Makanan dan minuman warga baduy dibuat sendiri dari kegiatan berladang, dan pasti tidak tercemar bahan kimia pengawet seperti formalin dan borax. Salah satu minuman khas yang dibuat adalah campuran jahe dan gula aren (bisa dibeli sebagai oleh-oleh) yang sungguh sangat menyegarkan badan setelah jalan-jalan diperkampungan Baduy yang berbukit dengan pemandangan alamiah yang masih indah dan berudara segar.
Kita harus berjalan dari terminal Ciboleger sekitar 3 kilometer ke jembatan bambu Baduy Luar di kampung Gajeboh dan sekitar 12 kilometer ke kampung Baduy Dalam di Cibeo. Sungguh kegiatan jalan-jalan di perbukitan (hiking) yang cukup menjadikan tubuh berkeringat tetapi pasti sangat menyehatkan !
Kita juga bisa belajar banyak dari budaya makan suku Baduy, kita terapkan budaya pola makan sehat banyak serat, organik dan segar yang justru banyak terdapat pada makanan vegetarian tradisionil asli Indonesia seperti lalapan, gado-gado, lotek, karedok, asinan sayur dan buah, aneka rujak, ketoprak, kupat tahu, toge goreng, pecel, nasi lengko, sayur asem, lontong sayur, tahu/tempe, pepes jamur dan oncom serta masih banyak lagi lainnya. Dengan banyak meng-konsumsi pangan lokal, berarti kita telah turut berperan menyelamatkan lingkungan, karena telah memutus rantai transportasi yang menjadi penyebab terbesar kedua terjadinya Pemanasan Global saat ini, jika kita bisa mengurangi makan daging (flexitarian) dan bahkan bisa berhenti makan daging (menjadi vegetarian) maka kita akan memutus rantai pangan daging dari industri peternakan yang menjadi penyebab utama terbesar terjadinya Pemanasan Global !

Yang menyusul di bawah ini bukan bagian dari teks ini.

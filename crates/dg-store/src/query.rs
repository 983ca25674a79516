//! # Store Query Contract
//!
//! The surface the query engine consumes: a [`QuerySpec`] describing
//! predicate, order and limit, executed per partition through the
//! [`StoreExecutor`] trait, yielding an exactly-sized [`ResultSet`].
//!
//! The engine always asks for ascending order on the time or sequence
//! column; implementations must honor `limit` exactly — never more rows.

use dg_core::{Cond, EventKind, EventRecord};

use crate::StoreError;

/// The column a query is ordered by.
#[derive(Debug, Clone, Copy, PartialEq, Eq)]
pub enum OrderCol {
    Time,
    Seq,
}

/// Requested result order.
#[derive(Debug, Clone, Copy, PartialEq, Eq)]
pub struct OrderBy {
    pub col: OrderCol,
    pub ascending: bool,
}

impl OrderBy {
    pub fn ascending(col: OrderCol) -> Self {
        Self {
            col,
            ascending: true,
        }
    }
}

/// One partition-level query: optional predicate, order, row cap.
#[derive(Debug, Clone)]
pub struct QuerySpec {
    pub predicate: Option<Cond>,
    pub order: OrderBy,
    pub limit: usize,
}

/// An owning iterator over query results with an exact remaining count.
pub struct ResultSet {
    rows: std::vec::IntoIter<EventRecord>,
}

impl ResultSet {
    pub fn new(rows: Vec<EventRecord>) -> Self {
        Self {
            rows: rows.into_iter(),
        }
    }
}

impl Iterator for ResultSet {
    type Item = EventRecord;

    fn next(&mut self) -> Option<EventRecord> {
        self.rows.next()
    }

    fn size_hint(&self) -> (usize, Option<usize>) {
        self.rows.size_hint()
    }
}

impl ExactSizeIterator for ResultSet {}

/// The external-store contract the query engine runs against.
///
/// Rows must come back in the requested order, at most `limit` of them.
/// Ties on the time column are broken by sequence so pagination sees a
/// total order.
pub trait StoreExecutor {
    fn execute(&self, kind: EventKind, spec: &QuerySpec) -> Result<ResultSet, StoreError>;
}
#[cfg(test)]
mod tests {
    use super::*;
    use dg_core::{EventKind, EventRecord};
    use dg_store::{EventStore, QuerySpec, ResultSet, StoreError};

    fn engine(limits: QueryLimits) -> QueryEngine {
        QueryEngine::new(limits)
    }

    fn seed(store: &EventStore, kind: EventKind, count: usize, time: impl Fn(usize) -> i64) {
        for i in 0..count {
            store
                .append(EventRecord::new("TESTDOMAIN", "EVENT", kind, time(i)))
                .unwrap();
        }
    }

    fn time_window(begin: i64, end: i64, max_events: i32) -> QueryArgument {
        QueryArgument {
            begin_time: begin,
            end_time: end,
            max_events,
            ..QueryArgument::default()
        }
    }

    #[test]
    fn test_empty_store_completes_with_zero() {
        let store = EventStore::new();
        let mut sink = CollectingSink::new();
        let report = engine(QueryLimits::default()).run(
            &store,
            &QueryArgument::default(),
            &[],
            &mut sink,
        );
        assert_eq!(sink.completions, vec![(status::OK, 0)]);
        assert!(report.completed);
        assert_eq!(report.transported, 0);
    }

    #[test]
    fn test_budget_is_satisfied_from_the_first_partition() {
        // 15 matching rows in partition A, 5 in partition B, budget 10:
        // exactly 10 rows, all from A.
        let store = EventStore::new();
        seed(&store, EventKind::Fault, 15, |i| i as i64);
        seed(&store, EventKind::Behavior, 5, |i| i as i64);

        let mut sink = CollectingSink::new();
        let report = engine(QueryLimits::default()).run(
            &store,
            &time_window(-1, -1, 10),
            &[],
            &mut sink,
        );

        assert_eq!(sink.completion(), Some((status::OK, 10)));
        assert_eq!(report.transported, 10);
        let seqs = sink.all_seqs();
        assert_eq!(seqs.len(), 10);
        // Fault rows were appended first and hold sequences 1..=15.
        assert!(seqs.iter().all(|&s| (1..=15).contains(&s)));
    }

    #[test]
    fn test_no_duplicates_across_pages_with_shared_timestamps() {
        let store = EventStore::new();
        // Pairs of rows share each timestamp; page cap 4 lands page
        // boundaries on shared values.
        seed(&store, EventKind::Fault, 10, |i| (i / 2) as i64 * 10);

        let limits = QueryLimits {
            page_cap: 4,
            ..QueryLimits::default()
        };
        let mut sink = CollectingSink::new();
        let report = engine(limits).run(&store, &time_window(-1, -1, -1), &[], &mut sink);

        let mut seqs = sink.all_seqs();
        assert_eq!(report.transported, 10);
        seqs.sort_unstable();
        seqs.dedup();
        assert_eq!(seqs.len(), 10, "duplicate sequences across batches");
        assert_eq!(sink.completions.len(), 1);
    }

    #[test]
    fn test_full_pages_keep_the_partition_until_it_under_fills() {
        let store = EventStore::new();
        seed(&store, EventKind::Statistic, 9, |i| i as i64);
        let limits = QueryLimits {
            page_cap: 3,
            ..QueryLimits::default()
        };
        let mut sink = CollectingSink::new();
        let report = engine(limits).run(&store, &time_window(-1, -1, -1), &[], &mut sink);
        assert_eq!(report.transported, 9);
        assert_eq!(sink.completion(), Some((status::OK, 9)));
    }

    #[test]
    fn test_rules_route_to_their_partitions_only() {
        let store = EventStore::new();
        seed(&store, EventKind::Fault, 3, |i| i as i64);
        seed(&store, EventKind::Security, 2, |i| i as i64);

        let rules = vec![QueryRule::new("TESTDOMAIN", vec!["EVENT".into()], 3)];
        let mut sink = CollectingSink::new();
        let report = engine(QueryLimits::default()).run(
            &store,
            &time_window(-1, -1, -1),
            &rules,
            &mut sink,
        );
        assert_eq!(report.transported, 2);
        assert_eq!(sink.all_seqs(), vec![4, 5]);
    }

    #[test]
    fn test_rule_less_request_widens_to_configured_partitions() {
        let store = EventStore::new();
        seed(&store, EventKind::Fault, 2, |i| i as i64);
        seed(&store, EventKind::Behavior, 2, |i| i as i64);

        let limits = QueryLimits {
            default_kinds: vec![EventKind::Behavior],
            ..QueryLimits::default()
        };
        let mut sink = CollectingSink::new();
        let report = engine(limits).run(&store, &time_window(-1, -1, -1), &[], &mut sink);
        // Only the configured default partition is covered.
        assert_eq!(report.transported, 2);
        assert_eq!(sink.all_seqs(), vec![3, 4]);
    }

    #[test]
    fn test_sequence_ordered_pagination_resumes_by_cursor() {
        let store = EventStore::new();
        seed(&store, EventKind::Fault, 10, |_| 500);

        let argument = QueryArgument {
            from_seq: Some(3),
            to_seq: Some(8),
            ..QueryArgument::default()
        };
        let limits = QueryLimits {
            page_cap: 2,
            ..QueryLimits::default()
        };
        let mut sink = CollectingSink::new();
        let report = engine(limits).run(&store, &argument, &[], &mut sink);

        assert_eq!(sink.all_seqs(), vec![3, 4, 5, 6, 7, 8]);
        assert_eq!(report.max_seq, 8);
        assert_eq!(sink.completions.len(), 1);
    }

    #[test]
    fn test_invalid_filter_text_fails_the_request() {
        let store = EventStore::new();
        seed(&store, EventKind::Fault, 2, |i| i as i64);
        let rules =
            vec![QueryRule::new("TESTDOMAIN", vec![], 1).with_filter("{malformed")];
        let mut sink = CollectingSink::new();
        let report = engine(QueryLimits::default()).run(
            &store,
            &time_window(-1, -1, -1),
            &rules,
            &mut sink,
        );
        assert_eq!(report.status, status::INVALID_RULE);
        assert_eq!(sink.completions, vec![(status::INVALID_RULE, 0)]);
        assert!(sink.batches.is_empty());
    }

    #[test]
    fn test_prepared_chain_executes_a_degraded_rule() {
        // The lenient path: append surfaces the parse error, but the
        // chain it leaves behind still runs on its domain/name match.
        let store = EventStore::new();
        seed(&store, EventKind::Fault, 3, |i| i as i64);

        let engine = engine(QueryLimits::default());
        let argument = time_window(-1, -1, -1);
        let mut builder = engine.builder(&argument);
        let rule = QueryRule::new("TESTDOMAIN", vec![], 1).with_filter("{broken");
        assert!(builder.append(&rule).is_err());

        let chain = builder.build();
        assert_eq!(chain.len(), 1);
        let mut sink = CollectingSink::new();
        let report = engine.run_prepared(&store, &argument, chain, &mut sink);
        assert_eq!(report.status, status::OK);
        assert_eq!(report.transported, 3);
        assert_eq!(sink.completions, vec![(status::OK, 3)]);
    }

    #[test]
    fn test_prepared_empty_chain_widens_to_default_partitions() {
        let store = EventStore::new();
        seed(&store, EventKind::Behavior, 2, |i| i as i64);

        let engine = engine(QueryLimits::default());
        let argument = QueryArgument::default();
        let chain = engine.builder(&argument).build();
        assert!(chain.is_empty());

        let mut sink = CollectingSink::new();
        let report = engine.run_prepared(&store, &argument, chain, &mut sink);
        assert_eq!(report.transported, 2);
    }

    #[test]
    fn test_too_many_rules_short_circuits() {
        let store = EventStore::new();
        let limits = QueryLimits {
            max_rules: 1,
            ..QueryLimits::default()
        };
        let rules = vec![
            QueryRule::new("D1", vec![], 1),
            QueryRule::new("D2", vec![], 2),
        ];
        let mut sink = CollectingSink::new();
        let report = engine(limits).run(&store, &time_window(-1, -1, -1), &rules, &mut sink);
        assert_eq!(report.status, status::TOO_MANY_RULES);
        assert_eq!(sink.completions, vec![(status::TOO_MANY_RULES, 0)]);
    }

    struct FailingStore;

    impl dg_store::StoreExecutor for FailingStore {
        fn execute(&self, _: EventKind, _: &QuerySpec) -> Result<ResultSet, StoreError> {
            Err(StoreError::Io(std::io::Error::other("disk gone")))
        }
    }

    #[test]
    fn test_store_failure_still_completes_exactly_once() {
        let mut sink = CollectingSink::new();
        let report = engine(QueryLimits::default()).run(
            &FailingStore,
            &time_window(-1, -1, -1),
            &[],
            &mut sink,
        );
        assert_eq!(report.status, status::STORE_FAILURE);
        assert!(report.completed);
        assert_eq!(sink.completions, vec![(status::STORE_FAILURE, 0)]);
    }

    /// A sink whose caller has terminated; flushes must never reach it.
    struct DeadSink {
        completions: usize,
    }

    impl ResultSink for DeadSink {
        fn alive(&self) -> bool {
            false
        }

        fn on_batch(&mut self, _: Vec<String>, _: Vec<i64>) {
            panic!("batch delivered to a dead sink");
        }

        fn on_complete(&mut self, _: i32, _: i64) {
            self.completions += 1;
        }
    }

    #[test]
    fn test_dead_sink_aborts_without_completion() {
        let store = EventStore::new();
        seed(&store, EventKind::Fault, 5, |i| i as i64);
        let mut sink = DeadSink { completions: 0 };
        let report = engine(QueryLimits::default()).run(
            &store,
            &time_window(-1, -1, -1),
            &[],
            &mut sink,
        );
        assert!(!report.completed);
        assert_eq!(sink.completions, 0);
    }

    #[test]
    fn test_unbounded_request_terminates() {
        let store = EventStore::new();
        for kind in dg_core::ALL_KINDS {
            seed(&store, kind, 7, |i| i as i64);
        }
        let limits = QueryLimits {
            page_cap: 2,
            ..QueryLimits::default()
        };
        let mut sink = CollectingSink::new();
        let report = engine(limits).run(&store, &QueryArgument::default(), &[], &mut sink);
        assert_eq!(report.transported, 28);
        assert_eq!(sink.completion(), Some((status::OK, 28)));
    }
}
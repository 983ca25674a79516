//! # Event Atom — Records and Partitions
//!
//! An [`EventRecord`] is one structured diagnostics event: a domain, a name,
//! a partition kind, a millisecond timestamp, a store-assigned sequence
//! number, and an open set of caller parameters.
//!
//! The wire form is flat JSON. The five built-in fields carry trailing
//! underscores (`domain_`, `name_`, `type_`, `time_`, `seq_`) so they can
//! never collide with caller parameter keys; parameters are flattened
//! alongside them.

use std::fmt;

use serde::de::{self, Deserializer};
use serde::ser::Serializer;
use serde::{Deserialize, Serialize};
use serde_json::{Map, Value};

/// The four event partitions of the diagnostics store.
///
/// Wire values are `1..=4` and are stable — they appear in stored rows,
/// query rules, and the `type_` column of the condition grammar.
#[derive(Debug, Clone, Copy, PartialEq, Eq, Hash, PartialOrd, Ord)]
pub enum EventKind {
    Fault,
    Statistic,
    Security,
    Behavior,
}

/// All partitions, in wire-value order.
pub const ALL_KINDS: [EventKind; 4] = [
    EventKind::Fault,
    EventKind::Statistic,
    EventKind::Security,
    EventKind::Behavior,
];

impl EventKind {
    /// The stable wire value (`1..=4`).
    #[inline]
    pub fn as_u32(self) -> u32 {
        match self {
            EventKind::Fault => 1,
            EventKind::Statistic => 2,
            EventKind::Security => 3,
            EventKind::Behavior => 4,
        }
    }

    /// Decode a wire value. Returns `None` for anything outside `1..=4`.
    #[inline]
    pub fn from_u32(value: u32) -> Option<Self> {
        match value {
            1 => Some(EventKind::Fault),
            2 => Some(EventKind::Statistic),
            3 => Some(EventKind::Security),
            4 => Some(EventKind::Behavior),
            _ => None,
        }
    }

    /// Lower-case partition name, used in file names and status output.
    pub fn name(self) -> &'static str {
        match self {
            EventKind::Fault => "fault",
            EventKind::Statistic => "statistic",
            EventKind::Security => "security",
            EventKind::Behavior => "behavior",
        }
    }
}

impl fmt::Display for EventKind {
    fn fmt(&self, f: &mut fmt::Formatter<'_>) -> fmt::Result {
        f.write_str(self.name())
    }
}

// Events serialize the kind as its numeric wire value, matching the
// `type_` column the condition grammar compares against.
impl Serialize for EventKind {
    fn serialize<S: Serializer>(&self, serializer: S) -> Result<S::Ok, S::Error> {
        serializer.serialize_u32(self.as_u32())
    }
}

impl<'de> Deserialize<'de> for EventKind {
    fn deserialize<D: Deserializer<'de>>(deserializer: D) -> Result<Self, D::Error> {
        let raw = u32::deserialize(deserializer)?;
        EventKind::from_u32(raw)
            .ok_or_else(|| de::Error::custom(format!("unknown event kind {raw}")))
    }
}

/// Well-known column names shared between stored rows and the condition
/// grammar. Any other column name resolves through the event's parameters.
pub mod col {
    pub const DOMAIN: &str = "domain_";
    pub const NAME: &str = "name_";
    pub const TYPE: &str = "type_";
    pub const TIME: &str = "time_";
    pub const SEQ: &str = "seq_";
}

/// One structured diagnostics event.
///
/// `seq` is assigned by the store at append time; a freshly constructed
/// record carries `0` until then. `happen_time` is wall-clock milliseconds.
#[derive(Debug, Clone, PartialEq, Serialize, Deserialize)]
pub struct EventRecord {
    #[serde(rename = "domain_")]
    pub domain: String,

    #[serde(rename = "name_")]
    pub name: String,

    #[serde(rename = "type_")]
    pub kind: EventKind,

    #[serde(rename = "time_")]
    pub happen_time: i64,

    #[serde(rename = "seq_", default)]
    pub seq: i64,

    /// Caller-supplied parameters, flattened into the wire form.
    #[serde(flatten)]
    pub params: Map<String, Value>,
}

impl EventRecord {
    pub fn new(
        domain: impl Into<String>,
        name: impl Into<String>,
        kind: EventKind,
        happen_time: i64,
    ) -> Self {
        Self {
            domain: domain.into(),
            name: name.into(),
            kind,
            happen_time,
            seq: 0,
            params: Map::new(),
        }
    }

    /// Attach one parameter, builder-style.
    pub fn with_param(mut self, key: impl Into<String>, value: impl Into<Value>) -> Self {
        self.params.insert(key.into(), value.into());
        self
    }

    /// Resolve a column name against this record.
    ///
    /// The five built-in columns map to native fields; anything else is
    /// looked up in `params`. Returns `None` when the column is absent or
    /// holds a non-scalar value (an absent column matches no predicate).
    pub fn column(&self, name: &str) -> Option<crate::cond::CondValue> {
        use crate::cond::CondValue;
        match name {
            col::DOMAIN => Some(CondValue::Str(self.domain.clone())),
            col::NAME => Some(CondValue::Str(self.name.clone())),
            col::TYPE => Some(CondValue::Int(i64::from(self.kind.as_u32()))),
            col::TIME => Some(CondValue::Int(self.happen_time)),
            col::SEQ => Some(CondValue::Int(self.seq)),
            other => self.params.get(other).and_then(CondValue::from_json),
        }
    }
}

#[cfg(test)]
mod tests {
    use super::*;
    use crate::cond::CondValue;

    #[test]
    fn test_kind_wire_values_round_trip() {
        for kind in ALL_KINDS {
            assert_eq!(EventKind::from_u32(kind.as_u32()), Some(kind));
        }
        assert_eq!(EventKind::from_u32(0), None);
        assert_eq!(EventKind::from_u32(5), None);
    }

    #[test]
    fn test_record_serializes_to_flat_wire_form() {
        let record = EventRecord::new("RELIABILITY", "APP_FREEZE", EventKind::Fault, 1000)
            .with_param("PID", 42)
            .with_param("PACKAGE", "com.example.app");
        let wire = serde_json::to_value(&record).unwrap();

        assert_eq!(wire["domain_"], "RELIABILITY");
        assert_eq!(wire["name_"], "APP_FREEZE");
        assert_eq!(wire["type_"], 1);
        assert_eq!(wire["time_"], 1000);
        assert_eq!(wire["seq_"], 0);
        assert_eq!(wire["PID"], 42);
        assert_eq!(wire["PACKAGE"], "com.example.app");
    }

    #[test]
    fn test_record_round_trips_through_wire_form() {
        let record = EventRecord::new("SECURITY", "PERM_DENIED", EventKind::Security, 77)
            .with_param("UID", 1201);
        let json = serde_json::to_string(&record).unwrap();
        let back: EventRecord = serde_json::from_str(&json).unwrap();
        assert_eq!(back, record);
    }

    #[test]
    fn test_column_resolves_builtins_and_params() {
        let mut record = EventRecord::new("POWER", "BATTERY", EventKind::Statistic, 500)
            .with_param("LEVEL", 88);
        record.seq = 9;

        assert_eq!(
            record.column(col::DOMAIN),
            Some(CondValue::Str("POWER".into()))
        );
        assert_eq!(record.column(col::TYPE), Some(CondValue::Int(2)));
        assert_eq!(record.column(col::SEQ), Some(CondValue::Int(9)));
        assert_eq!(record.column("LEVEL"), Some(CondValue::Int(88)));
        assert_eq!(record.column("MISSING"), None);
    }
}
//! # API Handlers
//!
//! REST surface: buffered query execution, event ingestion, store status.

use std::sync::Arc;

use axum::extract::State;
use axum::http::StatusCode;
use axum::Json;
use serde::{Deserialize, Serialize};
use uuid::Uuid;

use dg_core::{EventKind, EventRecord};
use dg_query::{status, CollectingSink, QueryArgument, QueryRule};

use crate::AppState;

// =============================================================================
// Query
// =============================================================================

#[derive(Debug, Clone, Default, Deserialize)]
pub struct QueryRequest {
    #[serde(default)]
    pub argument: QueryArgument,
    #[serde(default)]
    pub rules: Vec<QueryRule>,
}

#[derive(Serialize)]
pub struct Batch {
    pub events: Vec<String>,
    pub seqs: Vec<i64>,
}

#[derive(Serialize)]
pub struct QueryResponse {
    pub query_id: String,
    pub status: i32,
    pub total: i64,
    pub ignored: i64,
    pub max_seq: i64,
    pub batches: Vec<Batch>,
}

pub async fn execute_query(
    State(state): State<Arc<AppState>>,
    Json(request): Json<QueryRequest>,
) -> Result<(StatusCode, Json<QueryResponse>), (StatusCode, String)> {
    let query_id = Uuid::new_v4().to_string();
    tracing::info!(query_id, rules = request.rules.len(), "query accepted");

    let worker_state = state.clone();
    let (report, sink) = tokio::task::spawn_blocking(move || {
        let mut sink = CollectingSink::new();
        let report = worker_state.engine.run(
            &*worker_state.store,
            &request.argument,
            &request.rules,
            &mut sink,
        );
        (report, sink)
    })
    .await
    .map_err(|e| (StatusCode::INTERNAL_SERVER_ERROR, e.to_string()))?;

    let http = match report.status {
        status::OK => StatusCode::OK,
        status::STORE_FAILURE => StatusCode::INTERNAL_SERVER_ERROR,
        _ => StatusCode::BAD_REQUEST,
    };
    let batches = sink
        .batches
        .into_iter()
        .map(|(events, seqs)| Batch { events, seqs })
        .collect();
    Ok((
        http,
        Json(QueryResponse {
            query_id,
            status: report.status,
            total: report.transported,
            ignored: report.ignored,
            max_seq: report.max_seq,
            batches,
        }),
    ))
}

// =============================================================================
// Ingestion
// =============================================================================

#[derive(Debug, Clone, Deserialize)]
pub struct IngestEvent {
    pub domain: String,
    pub name: String,
    pub event_type: u32,
    /// Milliseconds since the epoch; defaults to now.
    #[serde(default)]
    pub time: Option<i64>,
    #[serde(default)]
    pub params: serde_json::Map<String, serde_json::Value>,
}

#[derive(Debug, Serialize)]
pub struct IngestResponse {
    pub seqs: Vec<i64>,
}

/// Appends are not transactional across a batch; when one event fails,
/// everything before it has already landed. The error body carries the
/// sequences assigned so far so callers can tell what was stored.
#[derive(Debug, Serialize)]
pub struct IngestError {
    pub error: String,
    pub seqs: Vec<i64>,
}

pub async fn ingest_events(
    State(state): State<Arc<AppState>>,
    Json(events): Json<Vec<IngestEvent>>,
) -> Result<Json<IngestResponse>, (StatusCode, Json<IngestError>)> {
    let mut seqs = Vec::with_capacity(events.len());
    for event in events {
        let Some(kind) = EventKind::from_u32(event.event_type) else {
            return Err((
                StatusCode::BAD_REQUEST,
                Json(IngestError {
                    error: format!("unknown event type {}", event.event_type),
                    seqs,
                }),
            ));
        };
        let time = event
            .time
            .unwrap_or_else(|| chrono::Utc::now().timestamp_millis());
        let mut record = EventRecord::new(event.domain, event.name, kind, time);
        record.params = event.params;
        match state.store.append(record) {
            Ok(seq) => seqs.push(seq),
            Err(error) => {
                return Err((
                    StatusCode::BAD_REQUEST,
                    Json(IngestError {
                        error: error.to_string(),
                        seqs,
                    }),
                ));
            }
        }
    }
    Ok(Json(IngestResponse { seqs }))
}

// =============================================================================
// Status
// =============================================================================

#[derive(Serialize)]
pub struct PartitionStat {
    pub kind: String,
    pub count: usize,
}

#[derive(Serialize)]
pub struct StatusResponse {
    pub uptime_secs: u64,
    pub max_seq: i64,
    pub partitions: Vec<PartitionStat>,
    pub transport_bytes: usize,
    pub page_cap: usize,
    pub max_rules: usize,
    pub cached_filters: usize,
}

pub async fn status(State(state): State<Arc<AppState>>) -> Json<StatusResponse> {
    let partitions = state
        .store
        .counts()
        .into_iter()
        .map(|(kind, count)| PartitionStat {
            kind: kind.name().to_string(),
            count,
        })
        .collect();
    let limits = state.engine.limits();
    Json(StatusResponse {
        uptime_secs: state.start_time.elapsed().as_secs(),
        max_seq: state.store.max_seq(),
        partitions,
        transport_bytes: limits.transport_bytes,
        page_cap: limits.page_cap,
        max_rules: limits.max_rules,
        cached_filters: state.engine.parser().cache_len(),
    })
}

Lihatlah, untuk konsumsi sepotong daging (sapi, domba, babi, ayam dsb) pada piring makan kita, konversi energi yang dibutuhkan setara dengan menyalakan lampu 100 watt selama 3 minggu. Satu kilogram daging menyumbang 36,4 kg CO2. Jika kita membebaskan piring kita dari konsumsi daging seminggu sekali saja efeknya sangat positif untuk menghambat laju pemanasan global yang terjadi sekarang ini, karena mempunyai efek 7,6 kali lebih cepat dibandingkan gerakan hemat energi skala rumah tangga dalam setahun.
Sebagai gambaran industri peternakan dunia menyumbang 35 sampai dengan 40 persen emisi gas metana (CH4), 9 persen emisi gas CO2, dan menyumbang 65 persen emisi gas nitrous oksida (N2O), Ketiganya adalah gas rumah kaca (GRK) paling utama. GRK bertanggung jawab pada meningkatnya suhu atmosfer Bumi. Peternakan menyumbang sekitar 51 persen emisi GRK total dunia. *) Untuk diketahui efek pemanasan global gas metana adalah 23 kali lebih kuat dari CO2 dan N2O adalah 296 kali dari CO2.
Dengan sistem kepercayaan, adat-istiadat, serta niat untuk menjaga keseimbangan alam, suku Baduy terbukti mampu mandiri menghidupi diri mereka sekaligus melestarikan alam sekitarnya. Warga suku Baduy sangat cinta produk lokal buatan mereka sendiri, akibat positifnya mereka tidak ‘kena’ resesi ekonomi global dan yang pasti tidak turut menyumbang GRK penyebab terjadinya Pemanasan Global di bumi kita. Berdasarkan penelitian dan perhitungan para ahli lingkungan dunia, jika satu juta orang mengubah gaya hidup dengan berbelanja bahan-bahan makanan produk lokal selama setahun, kita dapat mengurangi emisi CO2 hingga 625.000 ton. *)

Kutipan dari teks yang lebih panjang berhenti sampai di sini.